A young man who was caught wearing a stocking mask and with a revolver in a bag must have known the gun was to be used ‘for some criminal purpose,’ a judge has observed.
Fletcher Allinson had pleaded guilty at Warwick Crown Court to possessing an imitation firearm, a BBM Olympic blank-firing pistol, in a public place.
Allinson, 19, of Penbury Road, Rugby, was sentenced to five months detention by Recorder Adrian Redgrave QC.
Prosecutor Neil Bannister said that on October 3 last year the police were called to the Cambridge Street area at 8.50pm because of a report of two men trying to gain access to a workshop.
When officers arrived they noticed two young men, one of whom seemed to be wearing similar clothing to the suspects.
One of them was Allinson who was holding a black bag which made a loud clang when he dropped it.

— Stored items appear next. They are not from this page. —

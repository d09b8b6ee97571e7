//! Document operations behind the `/v1` routes.
//!
//! Every handler works against the injected [`StorageBackend`], so the same
//! code serves the PostgreSQL store and the in-memory one.

use armory_engine::store::Filter;
use armory_engine::wire::{
    BatchDeleteRequest, BatchDeleteResponse, IncrementRequest, IncrementResponse, InsertResponse,
};
use armory_engine::{Document, Error, Fields, Query, StorageBackend, Topic};
use serde::Deserialize;

use crate::error::{AppError, Result};

/// Query string of `GET /v1/{topic}`.
#[derive(Debug, Default, Deserialize)]
pub struct ListParams {
    /// JSON array of filters
    #[serde(rename = "where")]
    pub filters: Option<String>,
    pub limit: Option<usize>,
}

impl ListParams {
    pub fn into_query(self) -> Result<Query> {
        let filters = match self.filters.as_deref().map(str::trim) {
            None | Some("") => Vec::new(),
            Some(raw) => serde_json::from_str::<Vec<Filter>>(raw)
                .map_err(|e| AppError::BadRequest(format!("invalid where clause: {}", e)))?,
        };
        Ok(Query {
            filters,
            limit: self.limit,
        })
    }
}

/// Resolve a collection name from the path.
pub fn parse_topic(name: &str) -> Result<Topic> {
    Ok(name.parse::<Topic>()?)
}

pub async fn handle_list(
    store: &dyn StorageBackend,
    topic: Topic,
    params: ListParams,
) -> Result<Vec<Document>> {
    let query = params.into_query()?;
    let documents = store.query(topic, &query).await?;
    tracing::debug!(
        topic = %topic,
        filters = query.filters.len(),
        returned = documents.len(),
        "documents listed"
    );
    Ok(documents)
}

pub async fn handle_insert(
    store: &dyn StorageBackend,
    topic: Topic,
    fields: Fields,
) -> Result<InsertResponse> {
    if topic.is_singleton() {
        return Err(AppError::BadRequest(format!(
            "{} is a singleton, write it by id",
            topic
        )));
    }
    let id = store.insert(topic, fields).await?;
    tracing::debug!(topic = %topic, id = %id, "document inserted");
    Ok(InsertResponse { id })
}

pub async fn handle_get(store: &dyn StorageBackend, topic: Topic, id: &str) -> Result<Document> {
    store
        .get(topic, id)
        .await?
        .ok_or_else(|| Error::NotFound(format!("{}/{}", topic, id)).into())
}

pub async fn handle_update(
    store: &dyn StorageBackend,
    topic: Topic,
    id: &str,
    fields: Fields,
) -> Result<()> {
    store.update(topic, id, fields).await?;
    tracing::debug!(topic = %topic, id = %id, "document updated");
    Ok(())
}

pub async fn handle_set(
    store: &dyn StorageBackend,
    topic: Topic,
    id: &str,
    fields: Fields,
) -> Result<()> {
    store.set(topic, id, fields).await?;
    tracing::debug!(topic = %topic, id = %id, "document set");
    Ok(())
}

pub async fn handle_delete(store: &dyn StorageBackend, topic: Topic, id: &str) -> Result<()> {
    store.delete(topic, id).await?;
    tracing::debug!(topic = %topic, id = %id, "document deleted");
    Ok(())
}

pub async fn handle_increment(
    store: &dyn StorageBackend,
    topic: Topic,
    id: &str,
    request: IncrementRequest,
) -> Result<IncrementResponse> {
    if request.field.trim().is_empty() {
        return Err(AppError::BadRequest("field is required".to_string()));
    }
    let value = store
        .increment(topic, id, &request.field, request.delta)
        .await?;
    tracing::debug!(
        topic = %topic,
        id = %id,
        field = %request.field,
        delta = request.delta,
        value,
        "field incremented"
    );
    Ok(IncrementResponse { value })
}

pub async fn handle_batch_delete(
    store: &dyn StorageBackend,
    topic: Topic,
    request: BatchDeleteRequest,
) -> Result<BatchDeleteResponse> {
    let deleted = store.batch_delete(topic, &request.ids).await?;
    tracing::info!(
        topic = %topic,
        requested = request.ids.len(),
        deleted,
        "batch delete"
    );
    Ok(BatchDeleteResponse { deleted })
}

#[cfg(test)]
mod tests {
    use super::*;
    use armory_engine::store::FilterOp;
    use armory_engine::MemoryBackend;
    use serde_json::json;

    fn fields(value: serde_json::Value) -> Fields {
        match value {
            serde_json::Value::Object(map) => map,
            _ => panic!("expected an object"),
        }
    }

    #[test]
    fn where_clause_parsing() {
        let params = ListParams {
            filters: Some(r#"[{"field": "name", "op": "eq", "value": "Pistol"}]"#.into()),
            limit: Some(3),
        };
        let query = params.into_query().unwrap();
        assert_eq!(query.filters.len(), 1);
        assert_eq!(query.filters[0].op, FilterOp::Eq);
        assert_eq!(query.limit, Some(3));

        let params = ListParams {
            filters: Some("name = Pistol".into()),
            limit: None,
        };
        assert!(matches!(params.into_query(), Err(AppError::BadRequest(_))));

        assert!(ListParams::default().into_query().unwrap().filters.is_empty());
    }

    #[test]
    fn unknown_collection_is_not_found() {
        assert!(matches!(
            parse_topic("armour"),
            Err(AppError::Engine(Error::NotFound(_)))
        ));
        assert_eq!(parse_topic("purchaseRequests").unwrap(), Topic::PurchaseRequests);
    }

    #[tokio::test]
    async fn insert_then_filter() {
        let store = MemoryBackend::new();
        for (name, qty) in [("Pistol", 2), ("Rifle", 0)] {
            handle_insert(&store, Topic::Weapons, fields(json!({"name": name, "quantity": qty})))
                .await
                .unwrap();
        }

        let params = ListParams {
            filters: Some(r#"[{"field": "quantity", "op": "gt", "value": 0}]"#.into()),
            limit: None,
        };
        let docs = handle_list(&store, Topic::Weapons, params).await.unwrap();
        assert_eq!(docs.len(), 1);
        assert_eq!(docs[0].fields["name"], json!("Pistol"));
    }

    #[tokio::test]
    async fn settings_cannot_be_inserted() {
        let store = MemoryBackend::new();
        let result = handle_insert(&store, Topic::Settings, Fields::new()).await;
        assert!(matches!(result, Err(AppError::BadRequest(_))));
    }

    #[tokio::test]
    async fn missing_document() {
        let store = MemoryBackend::new();
        assert!(matches!(
            handle_get(&store, Topic::Logs, "nope").await,
            Err(AppError::Engine(Error::NotFound(_)))
        ));
    }

    #[tokio::test]
    async fn increment_needs_a_field() {
        let store = MemoryBackend::new();
        let id = store
            .insert(Topic::Weapons, fields(json!({"quantity": 1})))
            .await
            .unwrap();

        let request = IncrementRequest {
            field: " ".into(),
            delta: 1.0,
        };
        assert!(matches!(
            handle_increment(&store, Topic::Weapons, &id, request).await,
            Err(AppError::BadRequest(_))
        ));

        let request = IncrementRequest {
            field: "quantity".into(),
            delta: -1.0,
        };
        let response = handle_increment(&store, Topic::Weapons, &id, request)
            .await
            .unwrap();
        assert_eq!(response.value, 0.0);
    }
}
//! Bearer token extraction for the store API.
//!
//! With `STORE_TOKEN` unset the store is open. Otherwise a request must
//! carry either the store token or a live admin token.

use axum::{
    extract::FromRequestParts,
    http::{header::AUTHORIZATION, request::Parts, StatusCode},
};

use super::tokens::now_ms;
use crate::AppState;

/// Caller allowed to use the store API.
#[derive(Debug, Clone, PartialEq, Eq)]
pub enum StoreAccess {
    /// No store token is configured
    Anonymous,
    /// Presented the store token
    Client,
    /// Presented an admin token from `/api/admin/verify`
    Admin,
}

impl StoreAccess {
    /// Short label for logs.
    pub fn label(&self) -> &'static str {
        match self {
            StoreAccess::Anonymous => "anonymous",
            StoreAccess::Client => "client",
            StoreAccess::Admin => "admin",
        }
    }
}

impl FromRequestParts<AppState> for StoreAccess {
    type Rejection = (StatusCode, &'static str);

    async fn from_request_parts(
        parts: &mut Parts,
        state: &AppState,
    ) -> Result<Self, Self::Rejection> {
        let auth_header = parts
            .headers
            .get(AUTHORIZATION)
            .and_then(|value| value.to_str().ok());

        let Some(expected) = state.config.store_token.as_deref() else {
            return Ok(StoreAccess::Anonymous);
        };

        match auth_header {
            Some(header) if header.starts_with("Bearer ") => {
                let token = header.trim_start_matches("Bearer ").trim();
                if token.is_empty() {
                    return Err((StatusCode::UNAUTHORIZED, "Empty bearer token"));
                }
                if token == expected {
                    Ok(StoreAccess::Client)
                } else if state.admin_tokens.is_valid(token, now_ms()) {
                    Ok(StoreAccess::Admin)
                } else {
                    Err((StatusCode::UNAUTHORIZED, "Invalid store token"))
                }
            }
            Some(_) => Err((
                StatusCode::UNAUTHORIZED,
                "Invalid authorization header format",
            )),
            None => Err((StatusCode::UNAUTHORIZED, "Missing authorization header")),
        }
    }
}
//! Watch socket bookkeeping.
//!
//! Each connection multiplexes any number of topic watches. The manager
//! tracks the forwarding task of every watch so they can be stopped on
//! `unsubscribe` and when the socket goes away. The message types themselves
//! live in `armory_engine::wire`, shared with the client.

mod manager;

pub use manager::{ConnectionManager, MessageSender};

The bag was recovered, and in it the officers found the Italian-made blank-firing revolver, which had a blocked barrel making it incapable of firing live ammunition. The gun had a 6mm blank cartridge in it.

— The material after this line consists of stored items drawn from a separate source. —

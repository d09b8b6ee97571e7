//! Client bootstrap and admin verification.

use armory_engine::auth::{VerifyRequest, VerifyResponse};
use armory_engine::RemoteConfig;
use axum::{
    extract::State,
    http::StatusCode,
    routing::{get, post},
    Json, Router,
};

use crate::auth::now_ms;
use crate::error::{AppError, Result};
use crate::AppState;

/// Create auth API routes.
pub fn routes() -> Router<AppState> {
    Router::new()
        .route("/api/config", get(config_handler))
        .route("/api/admin/verify", post(verify_handler))
}

/// GET /api/config - Store connection details for clients.
async fn config_handler(State(state): State<AppState>) -> Json<RemoteConfig> {
    Json(state.config.remote_config())
}

/// POST /api/admin/verify - Exchange the admin code for a token.
async fn verify_handler(
    State(state): State<AppState>,
    Json(request): Json<VerifyRequest>,
) -> Result<(StatusCode, Json<VerifyResponse>)> {
    let expected = state
        .config
        .admin_code
        .as_deref()
        .ok_or_else(|| AppError::Internal("ADMIN_CODE is not configured".to_string()))?;

    let code = request.code.trim();
    if code.is_empty() || code != expected {
        tracing::warn!("admin verification refused");
        return Ok((
            StatusCode::UNAUTHORIZED,
            Json(VerifyResponse::denied("Invalid admin code")),
        ));
    }

    let token = state.admin_tokens.issue(now_ms());
    tracing::info!("admin verified, token issued");
    Ok((
        StatusCode::OK,
        Json(VerifyResponse::granted(token, state.admin_tokens.ttl_ms())),
    ))
}
impl RemoteBackend {
    /// `base_url` is the store root, e.g. `http://localhost:3000`.
    pub fn new(base_url: impl Into<String>, token: Option<String>) -> Self {
        Self {
            base_url: base_url.into().trim_end_matches('/').to_string(),
            token: token.filter(|t| !t.is_empty()),
            http: reqwest::Client::new(),
            router: Arc::new(Router::default()),
            socket: Mutex::new(None),
        }
    }

    pub fn base_url(&self) -> &str {
        &self.base_url
    }

    fn request(&self, method: Method, path: &str) -> RequestBuilder {
        let builder = self
            .http
            .request(method, format!("{}/v1/{}", self.base_url, path));
        match &self.token {
            Some(token) => builder.bearer_auth(token),
            None => builder,
        }
    }

    async fn send(builder: RequestBuilder) -> Result<reqwest::Response> {
        let response = builder.send().await.map_err(transport_error)?;
        let status = response.status();
        if status.is_success() {
            return Ok(response);
        }
        let body = response.text().await.unwrap_or_default();
        Err(status_error(status, ErrorBody::message_from(&body)))
    }

    async fn json<T: serde::de::DeserializeOwned>(builder: RequestBuilder) -> Result<T> {
        Self::send(builder)
            .await?
            .json::<T>()
            .await
            .map_err(|e| Error::Protocol(e.to_string()))
    }

    fn watch_url(&self) -> String {
        let ws_base = if let Some(rest) = self.base_url.strip_prefix("https://") {
            format!("wss://{}", rest)
        } else if let Some(rest) = self.base_url.strip_prefix("http://") {
            format!("ws://{}", rest)
        } else {
            self.base_url.clone()
        };
        format!("{}/v1/watch", ws_base)
    }

    /// Current outgoing channel, connecting first if needed.
    async fn outgoing(&self) -> Result<mpsc::UnboundedSender<ClientMessage>> {
        let mut slot = self.socket.lock().await;
        if let Some(socket) = slot.as_ref() {
            if socket.is_alive() {
                return Ok(socket.outgoing.clone());
            }
        }

        let socket = self.connect().await?;
        let outgoing = socket.outgoing.clone();
        *slot = Some(socket);
        Ok(outgoing)
    }

    async fn connect(&self) -> Result<Socket> {
        let url = self.watch_url();
        let mut request = url
            .as_str()
            .into_client_request()
            .map_err(|e| Error::Protocol(e.to_string()))?;
        if let Some(token) = &self.token {
            let value = HeaderValue::from_str(&format!("Bearer {}", token))
                .map_err(|e| Error::Protocol(e.to_string()))?;
            request.headers_mut().insert(AUTHORIZATION, value);
        }

        let (stream, _) = tokio_tungstenite::connect_async(request)
            .await
            .map_err(|e| match e {
                tokio_tungstenite::tungstenite::Error::Http(response) => {
                    let status = StatusCode::from_u16(response.status().as_u16())
                        .unwrap_or(StatusCode::BAD_GATEWAY);
                    status_error(status, "watch handshake rejected".to_string())
                }
                other => Error::Unreachable(other.to_string()),
            })?;
        tracing::info!(url = %url, "watch socket connected");

        let (mut sink, mut source) = stream.split();
        let (outgoing, mut outgoing_rx) = mpsc::unbounded_channel::<ClientMessage>();
        let alive = Arc::new(AtomicBool::new(true));

        let writer = tokio::spawn(async move {
            while let Some(message) = outgoing_rx.recv().await {
                let text = match serde_json::to_string(&message) {
                    Ok(text) => text,
                    Err(e) => {
                        tracing::error!(error = %e, "failed to encode watch message");
                        continue;
                    }
                };
                if sink.send(Message::Text(text)).await.is_err() {
                    break;
                }
            }
        });

        let router = self.router.clone();
        let reader_alive = alive.clone();
        let reader_outgoing = outgoing.clone();
        let reader = tokio::spawn(async move {
            while let Some(frame) = source.next().await {
                let text = match frame {
                    Ok(Message::Text(text)) => text,
                    Ok(Message::Close(_)) => break,
                    Ok(_) => continue,
                    Err(e) => {
                        tracing::warn!(error = %e, "watch socket error");
                        break;
                    }
                };
                match serde_json::from_str::<ServerMessage>(&text) {
                    Ok(message) => {
                        if let Some(stale) = router.dispatch(message) {
                            let _ = reader_outgoing.send(ClientMessage::Unsubscribe { watch_id: stale });
                        }
                    }
                    Err(e) => tracing::warn!(error = %e, "undecodable watch message"),
                }
            }
            reader_alive.store(false, Ordering::SeqCst);
            router.fail_all("watch socket closed");
            tracing::info!("watch socket closed");
        });

        Ok(Socket {
            outgoing,
            alive,
            reader,
            writer,
        })
    }
}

When he was questioned Allinson said he had been stopped by a man he knew who had asked him to collect something and take it to somewhere near the railway bridge, and that he would be battered if he did not do so.
He said he did as he was asked, although at first he did not know what he was to transport.
When he was handed the gun he took it out of its plastic wrapped and put it in his pocket before, instead of going straight to the bridge, he took it to a relative of the friend who was with him at the time.
Allinson said that while he was there he took some stockings to wear over his head because he did not want his features to be seen, and also took a handbag in which to carry the gun.
He asked his friend, who had also been arrested, to go with him when he left to deliver the gun, and his friend took a baseball bat along with him, which he dropped when they saw the police.
Allinson insisted he had nothing to do with trying to break into the shed – which Mr Bannister said was accepted by the prosecution.
Nick Devine, defending, said: “He accepts he knew he was in possession of a firearm, and the person who asked him to transport it was someone he knew from the drugs world.” He added Allinson felt remorse.
Recorder Redgrave commented: “He must have known the person he said he was involved with proposed some unlawful use to which the gun would be put.”
Jailing Allinson, Recorder Redgrave told him: “You must have realised that that realistic-looking gun, in those circumstances, was destined for some criminal purpose.”